RECORDS SUPPLIED ::
━━━━
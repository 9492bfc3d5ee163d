//! Residual storage and ordering.
//!
//! ## Purpose
//!
//! This module holds the per-point residuals produced by one hyperplane
//! evaluation and provides the orderings the loss and adjust passes consume.
//!
//! ## Design notes
//!
//! * **Total order**: Orderings break ties on the point index, so the same
//!   residuals always produce the same ordering and the same chosen indices.
//! * **Partial ordering**: `smallest_by_squared` partitions with
//!   `select_nth_unstable_by` before sorting only the kept prefix.
//!
//! ## Invariants
//!
//! * `squared == signed * signed` for every entry.
//! * Entries are stored in point order; orderings are returned as new vectors.

// External dependencies
use core::cmp::Ordering;
use num_traits::Float;

// ============================================================================
// Residual Entry
// ============================================================================

/// Residual of a single point against a hyperplane.
#[derive(Debug, Clone, Copy, PartialEq)]
pub struct ResidualEntry<T> {
    /// Index of the point in its point set.
    pub index: usize,
    /// Signed residual `y - ŷ`.
    pub signed: T,
    /// Squared residual.
    pub squared: T,
}

impl<T: Float> ResidualEntry<T> {
    /// Create an entry from a signed residual.
    #[inline]
    pub fn new(index: usize, signed: T) -> Self {
        Self {
            index,
            signed,
            squared: signed * signed,
        }
    }

    /// Absolute residual.
    #[inline]
    pub fn abs(&self) -> T {
        self.signed.abs()
    }
}

/// Ascending by squared residual, then by point index.
#[inline]
pub fn cmp_by_squared<T: Float>(a: &ResidualEntry<T>, b: &ResidualEntry<T>) -> Ordering {
    a.squared
        .partial_cmp(&b.squared)
        .unwrap_or(Ordering::Equal)
        .then(a.index.cmp(&b.index))
}

/// Ascending by signed residual, then by point index.
#[inline]
pub fn cmp_by_signed<T: Float>(a: &ResidualEntry<T>, b: &ResidualEntry<T>) -> Ordering {
    a.signed
        .partial_cmp(&b.signed)
        .unwrap_or(Ordering::Equal)
        .then(a.index.cmp(&b.index))
}

// ============================================================================
// Residual Set
// ============================================================================

/// Residuals of every point in a point set, in point order.
#[derive(Debug, Clone, PartialEq)]
pub struct ResidualSet<T> {
    entries: Vec<ResidualEntry<T>>,
}

impl<T: Float> ResidualSet<T> {
    /// Wrap entries already in point order.
    pub fn from_entries(entries: Vec<ResidualEntry<T>>) -> Self {
        Self { entries }
    }

    /// Number of residuals (n).
    #[inline]
    pub fn len(&self) -> usize {
        self.entries.len()
    }

    /// True if no residuals are stored.
    #[inline]
    pub fn is_empty(&self) -> bool {
        self.entries.is_empty()
    }

    /// Entries in point order.
    #[inline]
    pub fn entries(&self) -> &[ResidualEntry<T>] {
        &self.entries
    }

    /// Squared residuals in point order.
    pub fn squared_values(&self) -> Vec<T> {
        self.entries.iter().map(|e| e.squared).collect()
    }

    /// Signed residuals in point order.
    pub fn signed_values(&self) -> Vec<T> {
        self.entries.iter().map(|e| e.signed).collect()
    }

    /// All entries sorted ascending by squared residual.
    pub fn sorted_by_squared(&self) -> Vec<ResidualEntry<T>> {
        let mut sorted = self.entries.clone();
        sorted.sort_by(cmp_by_squared);
        sorted
    }

    /// All entries sorted ascending by signed residual.
    pub fn sorted_by_signed(&self) -> Vec<ResidualEntry<T>> {
        let mut sorted = self.entries.clone();
        sorted.sort_by(cmp_by_signed);
        sorted
    }

    /// The `count` entries with the smallest squared residuals, sorted ascending.
    ///
    /// `count` is clamped to the number of entries.
    pub fn smallest_by_squared(&self, count: usize) -> Vec<ResidualEntry<T>> {
        let count = count.min(self.entries.len());
        if count == 0 {
            return Vec::new();
        }

        let mut work = self.entries.clone();
        if count < work.len() {
            work.select_nth_unstable_by(count - 1, cmp_by_squared);
            work.truncate(count);
        }
        work.sort_by(cmp_by_squared);
        work
    }
}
━━━━
For every line in the listing above that mentions the word "stored", make a copy.

//! * Entries are stored in point order; orderings are returned as new vectors.
    /// True if no residuals are stored.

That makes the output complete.